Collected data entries
----------------------------------------

//! Event catalogs for ETAS fitting.
//!
//! Purpose
//! -------
//! Provide the validated, immutable container the likelihood evaluator and
//! the fit orchestrator consume. All input checks for raw catalogs live here
//! so the numerical code can assume ordered, finite, complete data.
//!
//! Key behaviors
//! -------------
//! - [`Event`] is a `(time, magnitude)` pair with time in days since the
//!   catalog origin.
//! - [`Catalog::new`] rejects malformed input outright; it never drops,
//!   reorders or clamps events.
//! - [`Catalog::with_completeness_filter`] is the explicit opt-in for
//!   discarding events below `m0` before validation.
//!
//! Invariants & assumptions
//! ------------------------
//! - Event times are finite, `≥ 0`, and non-decreasing (ties allowed).
//! - Every magnitude is finite and `≥ m0`.
//! - `t_end` is finite, `> 0`, and strictly greater than the last event time.
//! - An empty event list is valid; the likelihood then reduces to
//!   `mu · t_end`.
//!
//! Conventions
//! -----------
//! - Indexing is 0-based in catalog order; error payloads carry that index.
//! - Time is measured in days. [`Event::from_epoch_millis`] converts
//!   millisecond timestamps using [`MS_PER_DAY`].
use crate::etas::errors::{EtasError, EtasResult};
use serde::{Deserialize, Serialize};

/// Milliseconds in one day.
pub const MS_PER_DAY: f64 = 86_400_000.0;

/// A single catalog entry.
#[derive(Debug, Clone, Copy, PartialEq, Serialize, Deserialize)]
pub struct Event {
    /// Days since the catalog origin.
    pub time: f64,
    /// Event magnitude.
    pub magnitude: f64,
}

impl Event {
    pub const fn new(time: f64, magnitude: f64) -> Self {
        Self { time, magnitude }
    }

    /// Build an event from a millisecond timestamp relative to `origin_ms`.
    ///
    /// No validation happens here; a timestamp before the origin yields a
    /// negative time that [`Catalog::new`] will reject.
    pub fn from_epoch_millis(epoch_ms: i64, origin_ms: i64, magnitude: f64) -> Self {
        let time = (epoch_ms - origin_ms) as f64 / MS_PER_DAY;
        Self { time, magnitude }
    }
}

/// `Catalog` — ordered events plus completeness magnitude and window length.
///
/// Fields are private; construct through [`Catalog::new`] or
/// [`Catalog::with_completeness_filter`] so the invariants in the module
/// docs always hold.
#[derive(Debug, Clone, PartialEq)]
pub struct Catalog {
    events: Vec<Event>,
    m0: f64,
    t_end: f64,
}

impl Catalog {
    /// Construct a validated catalog.
    ///
    /// Parameters
    /// ----------
    /// - `events`: `Vec<Event>`
    ///   Events in non-decreasing time order.
    /// - `m0`: `f64`
    ///   Completeness magnitude; must be finite.
    /// - `t_end`: `f64`
    ///   Observation-window length in days.
    ///
    /// Errors
    /// ------
    /// - `EtasError::InvalidCompleteness` when `m0` is not finite.
    /// - `EtasError::EmptyWindow` when `t_end` is not finite or `≤ 0`.
    /// - `EtasError::NonFiniteTime` / `NegativeTime` / `TimeOrderViolated`
    ///   for the first offending event time.
    /// - `EtasError::NonFiniteMagnitude` / `MagnitudeBelowCompleteness` for
    ///   the first offending magnitude.
    /// - `EtasError::WindowTooShort` when `t_end` does not exceed the last
    ///   event time.
    ///
    /// Examples
    /// --------
    /// ```rust
    /// # use etas_mle::etas::core::catalog::{Catalog, Event};
    /// let events = vec![Event::new(1.0, 2.5), Event::new(3.0, 2.1)];
    /// let catalog = Catalog::new(events, 2.0, 30.0).unwrap();
    /// assert_eq!(catalog.len(), 2);
    /// ```
    pub fn new(events: Vec<Event>, m0: f64, t_end: f64) -> EtasResult<Self> {
        if !m0.is_finite() {
            return Err(EtasError::InvalidCompleteness { m0 });
        }
        if !t_end.is_finite() || t_end <= 0.0 {
            return Err(EtasError::EmptyWindow { t_end });
        }

        let mut previous = 0.0_f64;
        for (index, event) in events.iter().enumerate() {
            let Event { time, magnitude } = *event;
            if !time.is_finite() {
                return Err(EtasError::NonFiniteTime { index, value: time });
            }
            if time < 0.0 {
                return Err(EtasError::NegativeTime { index, value: time });
            }
            if time < previous {
                return Err(EtasError::TimeOrderViolated { index, previous, value: time });
            }
            if !magnitude.is_finite() {
                return Err(EtasError::NonFiniteMagnitude { index, value: magnitude });
            }
            if magnitude < m0 {
                return Err(EtasError::MagnitudeBelowCompleteness { index, value: magnitude, m0 });
            }
            previous = time;
        }

        if let Some(last) = events.last() {
            if t_end <= last.time {
                return Err(EtasError::WindowTooShort { t_end, last_time: last.time });
            }
        }

        Ok(Self { events, m0, t_end })
    }

    /// Drop events below `m0`, then validate as in [`Catalog::new`].
    ///
    /// Events with a NaN magnitude are kept so the validation step reports
    /// them instead of discarding them silently.
    pub fn with_completeness_filter(events: Vec<Event>, m0: f64, t_end: f64) -> EtasResult<Self> {
        if !m0.is_finite() {
            return Err(EtasError::InvalidCompleteness { m0 });
        }
        let kept: Vec<Event> =
            events.into_iter().filter(|e| e.magnitude >= m0 || e.magnitude.is_nan()).collect();
        Self::new(kept, m0, t_end)
    }

    pub fn events(&self) -> &[Event] {
        &self.events
    }

    pub fn m0(&self) -> f64 {
        self.m0
    }

    pub fn t_end(&self) -> f64 {
        self.t_end
    }

    pub fn len(&self) -> usize {
        self.events.len()
    }

    pub fn is_empty(&self) -> bool {
        self.events.is_empty()
    }

    /// Number of leading events that occurred strictly before `t`.
    pub fn count_before(&self, t: f64) -> usize {
        self.events.partition_point(|e| e.time < t)
    }
}

#[cfg(test)]
mod tests {
    use super::*;

    // -------------------------------------------------------------------------
    // Scope
    // -----
    // These tests cover:
    // - Happy-path construction, including ties and the empty catalog.
    // - Each rejection path of `Catalog::new`.
    // - The completeness filter and epoch-millisecond conversion.
    //
    // They intentionally DO NOT cover:
    // - Likelihood behavior on catalogs (see `core::likelihood`).
    // -------------------------------------------------------------------------

    fn scenario_events() -> Vec<Event> {
        [
            (10.5, 2.5),
            (12.1, 2.1),
            (45.3, 4.2),
            (45.4, 2.8),
            (45.8, 2.3),
            (110.2, 3.1),
            (205.1, 2.2),
        ]
        .into_iter()
        .map(|(t, m)| Event::new(t, m))
        .collect()
    }

    #[test]
    // Purpose
    // -------
    // A well-formed catalog is accepted unchanged.
    //
    // Expect
    // ------
    // - Seven events, `m0 = 2`, `t_end = 365`, events preserved in order.
    fn new_accepts_valid_catalog() {
        let catalog = Catalog::new(scenario_events(), 2.0, 365.0).expect("valid catalog");

        assert_eq!(catalog.len(), 7);
        assert_eq!(catalog.m0(), 2.0);
        assert_eq!(catalog.t_end(), 365.0);
        assert_eq!(catalog.events()[2], Event::new(45.3, 4.2));
    }

    #[test]
    // Purpose
    // -------
    // Simultaneous events and an empty event list are both valid.
    fn new_accepts_ties_and_empty_list() {
        let ties = vec![Event::new(1.0, 2.0), Event::new(1.0, 3.0)];

        assert!(Catalog::new(ties, 2.0, 5.0).is_ok());
        assert!(Catalog::new(Vec::new(), 2.0, 5.0).unwrap().is_empty());
    }

    #[test]
    // Purpose
    // -------
    // Out-of-order times are rejected, not sorted.
    //
    // Expect
    // ------
    // - `TimeOrderViolated { index: 1, previous: 5.0, value: 3.0 }`.
    fn new_rejects_decreasing_times() {
        let events = vec![Event::new(5.0, 2.0), Event::new(3.0, 2.0)];

        let err = Catalog::new(events, 2.0, 10.0).unwrap_err();

        assert_eq!(err, EtasError::TimeOrderViolated { index: 1, previous: 5.0, value: 3.0 });
    }

    #[test]
    // Purpose
    // -------
    // Each malformed field maps to its own error variant.
    fn new_rejects_malformed_fields() {
        assert!(matches!(
            Catalog::new(vec![Event::new(f64::NAN, 2.0)], 2.0, 10.0),
            Err(EtasError::NonFiniteTime { index: 0, .. })
        ));
        assert!(matches!(
            Catalog::new(vec![Event::new(-1.0, 2.0)], 2.0, 10.0),
            Err(EtasError::NegativeTime { index: 0, .. })
        ));
        assert!(matches!(
            Catalog::new(vec![Event::new(1.0, f64::INFINITY)], 2.0, 10.0),
            Err(EtasError::NonFiniteMagnitude { index: 0, .. })
        ));
        assert!(matches!(
            Catalog::new(vec![Event::new(1.0, 1.9)], 2.0, 10.0),
            Err(EtasError::MagnitudeBelowCompleteness { index: 0, .. })
        ));
        assert!(matches!(
            Catalog::new(Vec::new(), f64::NAN, 10.0),
            Err(EtasError::InvalidCompleteness { .. })
        ));
    }

    #[test]
    // Purpose
    // -------
    // The observation window must be positive and extend past the last event.
    fn new_rejects_bad_window() {
        assert_eq!(
            Catalog::new(Vec::new(), 2.0, 0.0).unwrap_err(),
            EtasError::EmptyWindow { t_end: 0.0 }
        );
        assert_eq!(
            Catalog::new(vec![Event::new(4.0, 2.0)], 2.0, 4.0).unwrap_err(),
            EtasError::WindowTooShort { t_end: 4.0, last_time: 4.0 }
        );
    }

    #[test]
    // Purpose
    // -------
    // The completeness filter drops small events but still reports NaN
    // magnitudes.
    fn completeness_filter_drops_small_events_only() {
        let events = vec![Event::new(1.0, 1.2), Event::new(2.0, 2.4), Event::new(3.0, 1.9)];

        let catalog = Catalog::with_completeness_filter(events, 2.0, 10.0).unwrap();

        assert_eq!(catalog.events(), &[Event::new(2.0, 2.4)]);
        assert!(matches!(
            Catalog::with_completeness_filter(vec![Event::new(1.0, f64::NAN)], 2.0, 10.0),
            Err(EtasError::NonFiniteMagnitude { .. })
        ));
    }

    #[test]
    // Purpose
    // -------
    // Millisecond timestamps convert to fractional days since the origin.
    fn from_epoch_millis_converts_to_days() {
        let origin = 1_700_000_000_000_i64;

        let event = Event::from_epoch_millis(origin + 36 * 3_600_000, origin, 3.0);

        assert_eq!(event.time, 1.5);
        assert_eq!(event.magnitude, 3.0);
    }

    #[test]
    // Purpose
    // -------
    // `count_before` counts strictly earlier events, treating ties as "not
    // before".
    fn count_before_is_strict() {
        let catalog = Catalog::new(scenario_events(), 2.0, 365.0).unwrap();

        assert_eq!(catalog.count_before(45.3), 2);
        assert_eq!(catalog.count_before(45.31), 3);
        assert_eq!(catalog.count_before(0.0), 0);
        assert_eq!(catalog.count_before(400.0), 7);
    }
}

----------------------------------------

* What you should do *
Copy the records above exactly, starting at the line that contains "counts strictly earlier" and ending at the last line, and leave out all earlier lines.

* Exercise response *
    // `count_before` counts strictly earlier events, treating ties as "not
    // before".
    fn count_before_is_strict() {
        let catalog = Catalog::new(scenario_events(), 2.0, 365.0).unwrap();

        assert_eq!(catalog.count_before(45.3), 2);
        assert_eq!(catalog.count_before(45.31), 3);
        assert_eq!(catalog.count_before(0.0), 0);
        assert_eq!(catalog.count_before(400.0), 7);
    }
}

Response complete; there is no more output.